Something similar to this is done with bacteria and other life forms for all kinds of reasons. It's called directed evolution, where you take a strain of bacteria with a certain property (say aerobic nitrogen fixation at 65 Centigrade) and try to force that property to evolve (say force the aforementioned aerobic fixation to work at STP).

It's a very understood method but it's really difficult to develop proper methodology since almost every experiment will be different. The success percentage is also relatively low and is like playing the lottery (literally, you never know if the evolution is even physically possible or it might be so statistically rare that you'd need millions of parallel cultures).


It would depend on what sort of pollutant you are talking about. Many antibiotics act in subtle and complex ways because they need to be able to damage bacteria without damaging the human. Effective, evolving resistance is just a small "fix" for the bacteria.

However, some kinds of things like strong detergents, high temperatures, and so on qould require too much change to protect against so the bacteria can't evolve resistance to it. (sure, there are bacteria out there that might better resist these extreme conditions but you won't easily be able to evolve any bacteria you want to do the same)


Sure it could probably evolve resistance, it would just take much more time, and in an environment that constantly maintains a reasonable amount of selection pressure, increasing it as they evolve. Humans could assist the process by "island hopping". Like trying to select for ones that produce a certain chemical, then another chemical that requires that, step by step.
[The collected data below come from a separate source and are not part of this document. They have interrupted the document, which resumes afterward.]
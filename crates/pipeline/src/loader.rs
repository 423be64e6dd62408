use std::{path::PathBuf, sync::Arc};

use fastvlm_core::InferenceBackend;
use fastvlm_ort::{
    Environment, LoggingLevel, OrtError, OrtRuntime, SessionRegistry, SessionSettings,
    sys::ORT_API_VERSION,
};
use tracing::info;

use crate::{error::LoadError, model::SelectedModels};

pub const DEFAULT_LOG_ID: &str = "fastvlm";

/// Where to find the native runtime and how to configure it.
#[derive(Debug, Clone, PartialEq, Eq)]
pub struct RuntimeSettings {
    pub library_path: PathBuf,
    pub api_version: u32,
    pub log_level: LoggingLevel,
    pub log_id: String,
    pub session: SessionSettings,
}

impl RuntimeSettings {
    pub fn new(library_path: impl Into<PathBuf>) -> Self {
        Self {
            library_path: library_path.into(),
            api_version: ORT_API_VERSION,
            log_level: LoggingLevel::default(),
            log_id: DEFAULT_LOG_ID.to_string(),
            session: SessionSettings::default(),
        }
    }
}

/// Turns a set of selected model files into a runnable backend.
pub trait ModelLoader: Send {
    /// Makes the native runtime usable. Called on every load; implementations
    /// only do the work once.
    fn initialize(&mut self) -> Result<(), LoadError>;

    fn create_backend(
        &mut self,
        models: &SelectedModels,
    ) -> Result<Box<dyn InferenceBackend>, LoadError>;
}

/// Loads sessions through the dynamically loaded ONNX Runtime.
pub struct OrtModelLoader {
    settings: RuntimeSettings,
    env: Option<Arc<Environment>>,
}

impl OrtModelLoader {
    pub fn new(settings: RuntimeSettings) -> Self {
        Self {
            settings,
            env: None,
        }
    }

    pub fn settings(&self) -> &RuntimeSettings {
        &self.settings
    }
}

impl ModelLoader for OrtModelLoader {
    fn initialize(&mut self) -> Result<(), LoadError> {
        if self.env.is_some() {
            return Ok(());
        }
        info!(
            library = %self.settings.library_path.display(),
            "initializing onnxruntime lazily for model loading"
        );
        let runtime =
            OrtRuntime::get_instance_with_api(&self.settings.library_path, self.settings.api_version)
                .map_err(LoadError::RuntimeUnavailable)?;
        let env = Environment::create(self.settings.log_level, &self.settings.log_id)
            .map_err(LoadError::RuntimeUnavailable)?;
        info!(version = runtime.version(), "onnxruntime environment ready");
        self.env = Some(env);
        Ok(())
    }

    fn create_backend(
        &mut self,
        models: &SelectedModels,
    ) -> Result<Box<dyn InferenceBackend>, LoadError> {
        let env = self
            .env
            .clone()
            .ok_or(LoadError::RuntimeUnavailable(OrtError::NotInitialized))?;
        let mut registry = SessionRegistry::new(env, self.settings.session);
        for model in models.iter() {
            info!(model = %model.component, file = %model.file_name, "creating session");
            registry
                .create_session(&model.path, model.component.session_name())
                .map_err(|source| LoadError::SessionCreation {
                    component: model.component,
                    source,
                })?;
        }
        info!(sessions = registry.len(), "all sessions created");
        Ok(Box::new(registry))
    }
}
// tests/common/mod.rs
#![allow(dead_code)]

use std::path::{Path, PathBuf};

use procexec::ExecRequest;

pub use procexec_test_utils::{init_tracing, sorted_lines, with_timeout};

pub type TestResult = Result<(), Box<dyn std::error::Error>>;

/// Path of the `procexec-fixture` binary built alongside the tests.
pub fn fixture() -> &'static str {
    env!("CARGO_BIN_EXE_procexec-fixture")
}

/// A request that runs the fixture with `args`.
pub fn fixture_request(args: &[&str]) -> ExecRequest {
    ExecRequest::new(fixture()).args(args.iter().copied())
}

/// Canonical form of a path, for comparing against what a child reports.
pub fn canonical(path: &Path) -> PathBuf {
    path.canonicalize().unwrap_or_else(|_| path.to_path_buf())
}
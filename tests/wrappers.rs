// tests/wrappers.rs

mod common;

use common::{fixture_request, init_tracing, with_timeout, TestResult};
use procexec::errors::ProcExecError;
use procexec::exec::{execute_any_captured, execute_host_captured};
use procexec::ExecRequest;

#[cfg(unix)]
#[tokio::test]
async fn any_finds_programs_on_path() -> TestResult {
    init_tracing();

    let request = ExecRequest::new("echo").args(["hello", "big world"]);
    let result = with_timeout(execute_any_captured(&request)).await?;

    assert_eq!(result.exit_code, 0);
    assert_eq!(result.standard_output, "hello big world\n");
    assert!(result.command_line.starts_with("env echo"));
    Ok(())
}

#[tokio::test]
async fn any_runs_absolute_programs_too() -> TestResult {
    init_tracing();

    let result = with_timeout(execute_any_captured(&fixture_request(&["4"]))).await?;

    assert_eq!(result.exit_code, 4);
    assert_eq!(result.standard_output, "arg0: 4\n");
    Ok(())
}

#[tokio::test]
async fn any_still_rejects_an_empty_program() {
    init_tracing();

    match execute_any_captured(&ExecRequest::new("")).await {
        Err(ProcExecError::InvalidArgument { name, .. }) => assert_eq!(name, "program"),
        other => panic!("expected InvalidArgument, got {other:?}"),
    }
}

#[tokio::test]
async fn host_without_a_host_program_runs_directly() -> TestResult {
    init_tracing();

    let result = with_timeout(execute_host_captured(&fixture_request(&["2"]), None)).await?;

    assert_eq!(result.exit_code, 2);
    assert!(!result.command_line.starts_with("env"));
    Ok(())
}

#[cfg(unix)]
#[tokio::test]
async fn host_program_receives_the_target_as_first_argument() -> TestResult {
    init_tracing();

    // `env` stands in for a runtime host: it runs its first argument.
    let result =
        with_timeout(execute_host_captured(&fixture_request(&["8"]), Some("env"))).await?;

    assert_eq!(result.exit_code, 8);
    assert_eq!(result.standard_output, "arg0: 8\n");
    Ok(())
}
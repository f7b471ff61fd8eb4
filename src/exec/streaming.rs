// src/exec/streaming.rs

//! Streaming execution: hand out stdout lines while the process runs.
//!
//! [`OutputLines`] is a single-pass, forward-only reader. Each call to
//! [`OutputLines::next_line`] waits until either a stdout line or the exit
//! event arrives. Stderr is accumulated in the background and never yielded,
//! but is part of the failure result if the exit code is not accepted.
//!
//! Since the launcher sends the exit event only after both pipes are drained,
//! every queued line is yielded before the exit code is acted on.

use tokio::sync::mpsc;
use tracing::{debug, error};

use crate::errors::{ProcExecError, Result};
use crate::exec::launcher::{PreparedCommand, ProcessEvent};
use crate::types::{ExecRequest, OutputBuffers};

/// Exit codes accepted when the caller does not supply any.
pub const DEFAULT_SUCCESS_EXIT_CODES: &[i32] = &[0];

/// Start a program and return a reader over its stdout lines.
///
/// `success_exit_codes` defaults to `[0]`. Echo flags on the request are
/// ignored in this mode. Returns once the process has started; lines are
/// read as the process writes them.
pub async fn execute_and_read(
    request: &ExecRequest,
    success_exit_codes: Option<&[i32]>,
) -> Result<OutputLines> {
    let success_exit_codes = success_exit_codes
        .unwrap_or(DEFAULT_SUCCESS_EXIT_CODES)
        .to_vec();

    let process = PreparedCommand::prepare(request)?.spawn()?;
    let (command_line, events) = process.into_parts();

    Ok(OutputLines {
        command_line,
        events,
        success_exit_codes,
        buffers: OutputBuffers::default(),
        finished: false,
    })
}

/// Live stdout lines of a running process.
#[derive(Debug)]
pub struct OutputLines {
    command_line: String,
    events: mpsc::Receiver<ProcessEvent>,
    success_exit_codes: Vec<i32>,
    buffers: OutputBuffers,
    finished: bool,
}

impl OutputLines {
    pub fn command_line(&self) -> &str {
        &self.command_line
    }

    /// Next stdout line, waiting for the process if needed.
    ///
    /// - `Ok(Some(line))` for each line, in the order it was written.
    /// - `Ok(None)` once the process exited with an accepted code and every
    ///   line has been returned.
    /// - `Err(ProcessExecutionFailed)` once, in place of `Ok(None)`, when the
    ///   exit code is not accepted.
    ///
    /// After `Ok(None)` or an error, every further call returns `Ok(None)`.
    pub async fn next_line(&mut self) -> Result<Option<String>> {
        if self.finished {
            return Ok(None);
        }

        loop {
            match self.events.recv().await {
                Some(ProcessEvent::Stdout(line)) => {
                    self.buffers.push_stdout(&line);
                    return Ok(Some(line));
                }
                Some(ProcessEvent::Stderr(line)) => {
                    self.buffers.push_stderr(&line);
                }
                Some(ProcessEvent::Exited(code)) => {
                    self.finished = true;
                    return self.on_exit(code);
                }
                None => {
                    self.finished = true;
                    return Err(ProcExecError::ChannelClosed);
                }
            }
        }
    }

    /// Drain every remaining line.
    pub async fn collect_lines(mut self) -> Result<Vec<String>> {
        let mut lines = Vec::new();
        while let Some(line) = self.next_line().await? {
            lines.push(line);
        }
        Ok(lines)
    }

    fn on_exit(&mut self, code: i32) -> Result<Option<String>> {
        if self.success_exit_codes.contains(&code) {
            debug!(exit_code = code, "streamed process finished");
            return Ok(None);
        }

        error!(
            exit_code = code,
            command_line = %self.command_line,
            "streamed process exited with unexpected code"
        );

        let buffers = std::mem::take(&mut self.buffers);
        let result = buffers.finish(self.command_line.clone(), code);
        Err(ProcExecError::ProcessExecutionFailed(Box::new(result)))
    }
}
As opposed to hoping they get a mutation that lets them produce a complex chemical by random chance.

It would still take a while, but bacteria have very short generations and can support huge populations, so it's far, far easier for them to evolve than anything else.


What you are suggesting seems awefully hard to do though. Its pobably easier to just get a ready-made gene from some other bacteria and insert it into the bacteria you care about.


That only works if such a gene exists already though.


This is definitely being studied. Here's one such grant by the EPA:

http://cfpub.epa.gov/ncer_abstracts/index.cfm/fuseaction/dis...


That's the principle behind selective breeding.

It and genetic engineering are pretty much exactly how such traits are developed.


That was easily one of the best bits of video I've seen in a long time. That explains a lot of science really well. Thank you!